- Region: Western Australia
- Ethnicity: Ngaatjatjarra
- Native speakers: (989 cited 1996)
- Language family: Pama–Nyungan WatiWestern DesertNgaatjatjarra; ; ;
- Signed forms: Ngada Sign Language

Language codes
- ISO 639-3: –
- Glottolog: None
- AIATSIS: A43
- ELP: Ngaatjatjara

= Ngaatjatjarra dialect =

Australian Aboriginal dialect of the Western Desert language

Ngaatjatjarra (also Ngaatjatjara, Ngaadadjarra) is an Australian Aboriginal dialect of the Western Desert language. It is spoken in the Western Desert cultural bloc which covers about 600,000 square kilometres of the central and central-western desert.

It is very similar to its close neighbours Ngaanyatjarra, Pitjantjatjara and Pintupi, with which it is highly mutually intelligible.
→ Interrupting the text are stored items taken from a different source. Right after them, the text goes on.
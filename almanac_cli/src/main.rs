mod cli;

use std::sync::Arc;

use almanac_core::catalog::models::{EntityKind, ReviewStatus};
use almanac_core::catalog::{CatalogStore, PgCatalog};
use almanac_core::candidate::CandidateEvent;
use almanac_core::config::{AlmanacConfig, PostgresConfig};
use almanac_core::federation::{FederationSync, NodeRegistration};
use almanac_core::idempotency::IdempotencyCoordinator;
use almanac_core::ingest::{BatchIngestor, IngestOptions, IngestService};
use almanac_core::lifecycle::LifecycleService;
use almanac_core::models::{Actor, RequestContext};
use almanac_core::retention::Janitor;
use almanac_core::review::{ReviewCorrections, ReviewQueue};
use clap::Parser;
use cli::{Cli, Commands, NodeAction, ReviewAction};
use serde::Serialize;

fn print_json<T: Serialize>(value: &T) -> anyhow::Result<()> {
    println!("{}", serde_json::to_string_pretty(value)?);
    Ok(())
}

async fn read_json<T: serde::de::DeserializeOwned>(path: &std::path::Path) -> anyhow::Result<T> {
    let raw = tokio::fs::read_to_string(path).await?;
    Ok(serde_json::from_str(&raw)?)
}

fn redact(s: &str) -> String {
    match s.find('@') {
        Some(at) => match s.find("://") {
            Some(scheme) => format!("{}***{}", &s[..scheme + 3], &s[at..]),
            None => "***".to_string(),
        },
        None => s.to_string(),
    }
}

async fn connect(cfg: &AlmanacConfig) -> anyhow::Result<PgCatalog> {
    let Some(pg) = &cfg.postgres else {
        anyhow::bail!("no database configured (set --database-url or ALMANAC_DATABASE_URL)");
    };
    Ok(PgCatalog::connect(pg).await?)
}

#[tokio::main]
#[tracing::instrument(level = "info")]
async fn main() -> anyhow::Result<()> {
    almanac_core::o11y::init_from_env()?;
    let cli = Cli::parse();

    let mut cfg = AlmanacConfig::from_env()?;
    if let Some(url) = cli.database_url.clone() {
        cfg.postgres = Some(PostgresConfig {
            url,
            max_connections: 5,
            acquire_timeout: std::time::Duration::from_secs(10),
        });
    }
    cfg.validate()?;

    let system = || RequestContext::system("cli").with_timeout(cfg.request_timeout);

    match cli.command {
        Commands::Migrate => {
            let db = connect(&cfg).await?;
            db.migrate().await?;
            tracing::info!("catalog migrations applied");
        }
        Commands::Check => match &cfg.postgres {
            Some(pg) => match PgCatalog::connect(pg).await {
                Ok(db) => match db.begin().await {
                    Ok(tx) => {
                        tx.rollback().await?;
                        println!("postgres: ok");
                    }
                    Err(e) => println!("postgres: error ({e})"),
                },
                Err(e) => println!("postgres: error ({e})"),
            },
            None => println!("postgres: not configured"),
        },
        Commands::Config => {
            let v = serde_json::json!({
                "node_domain": cfg.ingest.node_domain,
                "default_timezone": cfg.ingest.default_timezone,
                "database_url": cfg.postgres.as_ref().map(|p| redact(&p.url)),
                "validation": {
                    "require_image": cfg.validation.require_image,
                    "require_description": cfg.validation.require_description,
                    "require_venue_locality": cfg.validation.require_venue_locality,
                    "max_future_days": cfg.validation.max_future_days,
                    "review_threshold": cfg.validation.review_threshold,
                },
                "max_batch_size": cfg.ingest.max_batch_size,
                "idempotency_ttl_secs": cfg.idempotency.ttl.as_secs(),
                "rejection_grace_secs": cfg.retention.rejection_grace.as_secs(),
                "request_timeout_ms": cfg.request_timeout.as_millis() as u64,
            });
            print_json(&v)?;
        }
        Commands::Ingest { path, token, stage } => {
            let store: Arc<dyn CatalogStore> = Arc::new(connect(&cfg).await?);
            let service = ingest_service(&cfg, store);
            let candidate: CandidateEvent = read_json(&path).await?;
            let options = IngestOptions { stage_only: stage };
            let ctx = system();
            let result = match token.as_deref() {
                Some(token) => {
                    service
                        .ingest_with_idempotency(&ctx, &candidate, token, options)
                        .await?
                }
                None => service.ingest(&ctx, &candidate, options).await?,
            };
            print_json(&result)?;
        }
        Commands::Batch { path, stage } => {
            let store: Arc<dyn CatalogStore> = Arc::new(connect(&cfg).await?);
            let candidates: Vec<CandidateEvent> = read_json(&path).await?;
            let handle = BatchIngestor::start(ingest_service(&cfg, store));
            let ctx = RequestContext::system("cli");
            let batch_id = handle
                .ingestor()
                .submit(&ctx, candidates, IngestOptions { stage_only: stage })
                .await?;
            // The worker runs in this process; wait for it before exiting.
            let status = loop {
                let status = handle.ingestor().status(&ctx, &batch_id).await?;
                if status.state.is_terminal() {
                    break status;
                }
                tokio::time::sleep(std::time::Duration::from_millis(200)).await;
            };
            handle.shutdown().await;
            print_json(&status)?;
        }
        Commands::Sync { path, token } => {
            let store: Arc<dyn CatalogStore> = Arc::new(connect(&cfg).await?);
            let payload: serde_json::Value = read_json(&path).await?;
            let sync = FederationSync::new(
                store.clone(),
                IdempotencyCoordinator::new(store, cfg.idempotency.clone()),
            );
            let result = sync.sync_event(&system(), &payload, token.as_deref()).await?;
            print_json(&result)?;
        }
        Commands::Review { action } => {
            let store: Arc<dyn CatalogStore> = Arc::new(connect(&cfg).await?);
            let queue = ReviewQueue::new(store, cfg.ingest.node_domain.clone());
            match action {
                ReviewAction::List {
                    status,
                    cursor,
                    limit,
                } => {
                    let status = ReviewStatus::parse(&status)?;
                    let page = queue
                        .list(&system(), Some(status), cursor.as_deref(), limit)
                        .await?;
                    print_json(&page)?;
                }
                ReviewAction::Approve {
                    entry_id,
                    reviewer,
                    notes,
                } => {
                    let ctx = moderator(&reviewer, &cfg);
                    let decision = queue
                        .approve(&ctx, &entry_id, &reviewer, notes.as_deref())
                        .await?;
                    print_json(&decision)?;
                }
                ReviewAction::Reject {
                    entry_id,
                    reviewer,
                    reason,
                } => {
                    let ctx = moderator(&reviewer, &cfg);
                    let decision = queue.reject(&ctx, &entry_id, &reviewer, &reason).await?;
                    print_json(&decision)?;
                }
                ReviewAction::Fix {
                    entry_id,
                    reviewer,
                    corrections,
                    notes,
                } => {
                    let corrections: ReviewCorrections = read_json(&corrections).await?;
                    let ctx = moderator(&reviewer, &cfg);
                    let decision = queue
                        .fix(&ctx, &entry_id, &reviewer, &corrections, notes.as_deref())
                        .await?;
                    print_json(&decision)?;
                }
            }
        }
        Commands::Nodes { action } => {
            let store: Arc<dyn CatalogStore> = Arc::new(connect(&cfg).await?);
            let registry = almanac_core::federation::NodeRegistry::new(store);
            let ctx = system();
            let node = match action {
                NodeAction::Add {
                    domain,
                    base_url,
                    name,
                    trust_level,
                    disabled,
                } => {
                    registry
                        .register_node(
                            &ctx,
                            NodeRegistration {
                                domain,
                                name,
                                base_url,
                                trust_level,
                                sync_enabled: !disabled,
                            },
                        )
                        .await?
                }
                NodeAction::Enable { domain } => {
                    registry.set_sync_enabled(&ctx, &domain, true).await?
                }
                NodeAction::Disable { domain } => {
                    registry.set_sync_enabled(&ctx, &domain, false).await?
                }
                NodeAction::Show { domain } => registry.get_node(&ctx, &domain).await?,
            };
            print_json(&node)?;
        }
        Commands::Delete { event_id, reason } => {
            let store: Arc<dyn CatalogStore> = Arc::new(connect(&cfg).await?);
            let lifecycle = LifecycleService::new(store, cfg.ingest.node_domain.clone());
            print_json(&lifecycle.delete_event(&system(), &event_id, &reason).await?)?;
        }
        Commands::Merge { primary, duplicate } => {
            let store: Arc<dyn CatalogStore> = Arc::new(connect(&cfg).await?);
            let lifecycle = LifecycleService::new(store, cfg.ingest.node_domain.clone());
            print_json(&lifecycle.merge_events(&system(), &primary, &duplicate).await?)?;
        }
        Commands::Tombstone { kind, id } => {
            let store: Arc<dyn CatalogStore> = Arc::new(connect(&cfg).await?);
            let lifecycle = LifecycleService::new(store, cfg.ingest.node_domain.clone());
            let kind = EntityKind::parse(&kind)?;
            print_json(&lifecycle.tombstone(&system(), kind, &id).await?)?;
        }
        Commands::Purge => {
            let store: Arc<dyn CatalogStore> = Arc::new(connect(&cfg).await?);
            let janitor = Janitor::new(store, cfg.retention.clone());
            let report = janitor.purge_expired(&system(), chrono::Utc::now()).await?;
            print_json(&report)?;
        }
    }

    Ok(())
}

fn ingest_service(cfg: &AlmanacConfig, store: Arc<dyn CatalogStore>) -> IngestService {
    IngestService::new(
        store.clone(),
        IdempotencyCoordinator::new(store, cfg.idempotency.clone()),
        cfg.validation.clone(),
        cfg.ingest.clone(),
    )
}

fn moderator(reviewer: &str, cfg: &AlmanacConfig) -> RequestContext {
    RequestContext::new(Actor::Moderator {
        id: reviewer.to_string(),
    })
    .with_timeout(cfg.request_timeout)
}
Most Ngaatjatjarra live in the communities of Warburton, Warakurna, Tjukurla or Kaltukatjara.

==Name==
The name Ngaatjatjarra derives from the word ngaatja 'this' which, combined with the comitative suffix -tjarra means something like ngaatja-having'. This distinguishes it from its near neighbour Ngaanyatjarra which has ngaanya for 'this'.

== Phonology ==

=== Vowels ===
Orthography is in brackets.

|  | Front | Back |
|---|---|---|
| High | i ⟨i⟩ iː ⟨ii⟩ | ʊ ⟨u⟩ uː ⟨uu⟩ |
| Low | a ⟨a⟩ aː ⟨aa⟩ |  |

==Sign language==
The Ngaatjatjarra have (or had) a signed form of their language, though it is not clear from records that it was particularly well-developed compared to other Australian Aboriginal sign languages.